The Latch

How the Millennial Approach to Property Has Changed Post-Iso

The property landscape in recent years hasn’t exactly been welcoming of millennials into playing the buying and selling game — even those who avoided avocado toast.

With housing prices at an all-time high and many opting for the opportunity to travel over moving in with parents to save for a deposit or buying in a suburb they had no intention to live in, so many had resigned to being long-term renters.

But with international travel plans on hold indefinitely amid the COVID-19 pandemic, it would seem a number of millennials are now reevaluating their financial priorities.

ING‘s new Future Focus: Homeownership report has found 46% of millennials feel homeownership is now more achievable, with 32% expressing an intention to buy a home in the next two years.

As for how these millennials plan to turn their property dreams into a reality? The report finds 59% are redirecting their travel budgets into property budgets, 37% have kicked off a side hustle to make extra money, and that 36% are moving back in with their parents.

And the ‘why’ is important, too. According to the Future Focus report, those Australians who are looking to buy within the next two years are doing so because they have renter’s fatigue (45%), want greater stability (22%), and have new-found plans to protect their futures after the turbulent events of 2020 (19%).

“Many people have used the lockdown period as an opportunity to take greater control over their finances and it appears millennials in particular are finding savvy new ways to save towards their homeownership goals,” says Julie-Anne Bosich, ING’s head of mortgages.

“The research suggests they’re willing to make lifestyle sacrifices and re-think what is really ‘essential’ in order to own their first home sooner.”

Of course, one must acknowledge the devastating impacts COVID-19 has had on so many industries, with sudden job losses and reduced working hours becoming an overnight reality for many Australians. The ING report finds 69% of Australians have been forced to take better control of their finances in this time, and that 42% were actually able to save some money in lockdown.

The data shows much of this was due to lifestyle changes. These included reducing personal shopping (40%), entertaining at home over going out (31%), spending less on drinking (25%), going on fewer date nights (19%), giving up a gym membership (17%), and opting for a cheaper commute (16%).
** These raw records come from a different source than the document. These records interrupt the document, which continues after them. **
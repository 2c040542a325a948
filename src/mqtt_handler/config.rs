//! Configuration structures consumed by the MQTT handler lifecycle.
//!
//! `MqttHandlerBuilder` constructs these values before passing them to
//! [`FemtoMqttHandler`](super::FemtoMqttHandler) for runtime use.

use std::time::Duration;

use crate::{handlers::HandlerBuildError, rate_limited_warner::DEFAULT_WARN_INTERVAL};

use super::transport::TlsOptions;

/// Default size of the broker client's outgoing request queue.
pub const DEFAULT_CHANNEL_CAPACITY: usize = 1024;
/// Default MQTT broker port.
pub const DEFAULT_BROKER_PORT: u16 = 1883;
/// Default keep-alive interval negotiated with the broker.
pub const DEFAULT_KEEP_ALIVE: Duration = Duration::from_secs(30);
/// Default interval between watchdog checks.
pub const DEFAULT_WATCHDOG_INTERVAL: Duration = Duration::from_secs(10);
/// Default bound on waiting for the broker to acknowledge a disconnect.
pub const DEFAULT_SHUTDOWN_TIMEOUT: Duration = Duration::from_secs(5);
/// Default base delay for exponential backoff retries.
pub const DEFAULT_BACKOFF_BASE: Duration = Duration::from_millis(100);
/// Default maximum delay for exponential backoff retries.
pub const DEFAULT_BACKOFF_CAP: Duration = Duration::from_secs(10);
/// Default duration of a healthy connection that resets backoff state.
pub const DEFAULT_BACKOFF_RESET: Duration = Duration::from_secs(30);

/// Encoding applied to published payloads.
#[derive(Clone, Copy, Debug, Default, PartialEq, Eq)]
pub enum PayloadFormat {
    /// UTF-8 JSON object.
    #[default]
    Json,
    /// MessagePack map with the same field names as the JSON form.
    MessagePack,
}

impl PayloadFormat {
    pub fn parse(value: &str) -> Option<Self> {
        match value.trim().to_ascii_lowercase().as_str() {
            "json" => Some(Self::Json),
            "msgpack" | "messagepack" => Some(Self::MessagePack),
            _ => None,
        }
    }
}

/// Exponential backoff policy for reconnection attempts.
#[derive(Clone, Debug)]
pub struct BackoffPolicy {
    pub base: Duration,
    pub cap: Duration,
    pub reset_after: Duration,
    /// Failure window after which jitter stops and retries settle at `cap`.
    /// `None` keeps backing off with jitter for the whole outage.
    pub deadline: Option<Duration>,
}

impl Default for BackoffPolicy {
    fn default() -> Self {
        Self {
            base: DEFAULT_BACKOFF_BASE,
            cap: DEFAULT_BACKOFF_CAP,
            reset_after: DEFAULT_BACKOFF_RESET,
            deadline: None,
        }
    }
}

/// Username/password pair presented in the MQTT CONNECT packet.
#[derive(Clone, PartialEq, Eq)]
pub struct Credentials {
    pub username: String,
    pub password: String,
}

impl std::fmt::Debug for Credentials {
    fn fmt(&self, f: &mut std::fmt::Formatter<'_>) -> std::fmt::Result {
        f.debug_struct("Credentials")
            .field("username", &self.username)
            .field("password", &"<redacted>")
            .finish()
    }
}

/// Connection parameters forwarded verbatim to the broker client.
#[derive(Clone, Debug)]
pub struct BrokerParams {
    pub host: String,
    pub port: u16,
    pub client_id: String,
    pub keep_alive: Duration,
    pub clean_session: bool,
    pub credentials: Option<Credentials>,
    pub tls: Option<TlsOptions>,
    /// Capacity of the client's outgoing request queue.
    pub capacity: usize,
    /// MQTT QoS used for published records (0, 1 or 2).
    pub qos: u8,
    pub backoff: BackoffPolicy,
}

impl Default for BrokerParams {
    fn default() -> Self {
        Self {
            host: "localhost".into(),
            port: DEFAULT_BROKER_PORT,
            client_id: default_client_id(),
            keep_alive: DEFAULT_KEEP_ALIVE,
            clean_session: true,
            credentials: None,
            tls: None,
            capacity: DEFAULT_CHANNEL_CAPACITY,
            qos: 0,
            backoff: BackoffPolicy::default(),
        }
    }
}

/// Client identifier unique enough to avoid collisions between processes.
pub fn default_client_id() -> String {
    format!("femtologging-{}-{:08x}", std::process::id(), rand::random::<u32>())
}

/// Configuration object describing how to construct a
/// [`FemtoMqttHandler`](super::FemtoMqttHandler).
#[derive(Clone, Debug)]
pub struct MqttHandlerConfig {
    pub broker: BrokerParams,
    /// Base topic every record is published under.
    pub log_topic: String,
    /// Append the record's tag path to `log_topic`.
    pub topic_include_tag: bool,
    pub watchdog_interval: Duration,
    pub watchdog_disabled: bool,
    pub payload_format: PayloadFormat,
    pub shutdown_timeout: Duration,
    pub warn_interval: Duration,
}

impl Default for MqttHandlerConfig {
    fn default() -> Self {
        Self {
            broker: BrokerParams::default(),
            log_topic: String::new(),
            topic_include_tag: false,
            watchdog_interval: DEFAULT_WATCHDOG_INTERVAL,
            watchdog_disabled: false,
            payload_format: PayloadFormat::default(),
            shutdown_timeout: DEFAULT_SHUTDOWN_TIMEOUT,
            warn_interval: DEFAULT_WARN_INTERVAL,
        }
    }
}

impl MqttHandlerConfig {
    /// Configuration publishing to `log_topic` with every other field defaulted.
    pub fn new(log_topic: impl Into<String>) -> Self {
        Self {
            log_topic: log_topic.into(),
            ..Self::default()
        }
    }

    /// Override the broker parameters.
    pub fn with_broker(mut self, broker: BrokerParams) -> Self {
        self.broker = broker;
        self
    }

    /// Reject configurations the handler cannot run with.
    pub fn validate(&self) -> Result<(), HandlerBuildError> {
        let topic = self.log_topic.trim();
        if topic.is_empty() {
            return Err(HandlerBuildError::InvalidConfig(
                "log_topic must not be empty".into(),
            ));
        }
        if topic.contains(['+', '#']) {
            return Err(HandlerBuildError::InvalidConfig(format!(
                "log_topic must not contain wildcards: {topic}"
            )));
        }
        if !self.watchdog_disabled && self.watchdog_interval.is_zero() {
            return Err(HandlerBuildError::InvalidConfig(
                "watchdog_interval must be greater than zero".into(),
            ));
        }
        if self.broker.capacity == 0 {
            return Err(HandlerBuildError::InvalidConfig(
                "capacity must be greater than zero".into(),
            ));
        }
        if self.broker.qos > 2 {
            return Err(HandlerBuildError::InvalidConfig(format!(
                "qos must be 0, 1 or 2 (got {})",
                self.broker.qos
            )));
        }
        let keep_alive = self.broker.keep_alive;
        if !keep_alive.is_zero() && keep_alive < Duration::from_secs(1) {
            return Err(HandlerBuildError::InvalidConfig(
                "keep_alive must be zero or at least one second".into(),
            ));
        }
        if self.broker.host.trim().is_empty() {
            return Err(HandlerBuildError::InvalidConfig(
                "broker host must not be empty".into(),
            ));
        }
        Ok(())
    }
}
“COVID-19 has fundamentally changed the way we live our everyday lives. Lockdown taught us to work, exercise, entertain, learn, and parent all under the one roof. It’s turned our humble homes into essential multi-purpose lifestyle hubs,” says Bosich.

Following isolation, a quarter of Australians now view their homes as a complete lifestyle hub. For a period of time, everything we did — be it working, dining, learning, winding down, or taking part in hobbies — was done within our own four walls. And just because venues and public spaces have begun to open, doesn’t mean people plan to move everything outside again. In fact, those who took part in ING’s research are now expecting to spend an average of 5.9 hours more at home.

But this means that for some Australians, their homes will have to change and adapt to their needs. A huge 68% said they now need more space or a different type of space in order to be fully comfortable at home, and 38% are hoping to make changes in their home — be it redecorating (13%), renovating (10%), or establishing a permanent home office (9%).